◆ Task instructions: Pick out the lines below that contain the string "level" and copy them all.

··· Record set

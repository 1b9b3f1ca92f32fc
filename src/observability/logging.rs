//! Structured logging.
//!
//! # Responsibilities
//! - Initialize logging subsystem
//! - Configure log level from config, overridable via `RUST_LOG`

use tracing_subscriber::{layer::SubscriberExt, util::SubscriberInitExt, EnvFilter};

use crate::config::ObservabilityConfig;

/// Filter used when `RUST_LOG` is not set.
pub fn default_filter(config: &ObservabilityConfig) -> String {
    format!(
        "trademark_proxy={level},tower_http={level}",
        level = config.log_level
    )
}

/// Install the global subscriber. Call once, before anything logs.
pub fn init_logging(config: &ObservabilityConfig) {
    tracing_subscriber::registry()
        .with(
            EnvFilter::try_from_default_env()
                .unwrap_or_else(|_| EnvFilter::new(default_filter(config))),
        )
        .with(tracing_subscriber::fmt::layer())
        .init();
}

······

◆ Solution to this problem:
//! - Configure log level from config, overridable via `RUST_LOG`
        "trademark_proxy={level},tower_http={level}",
        level = config.log_level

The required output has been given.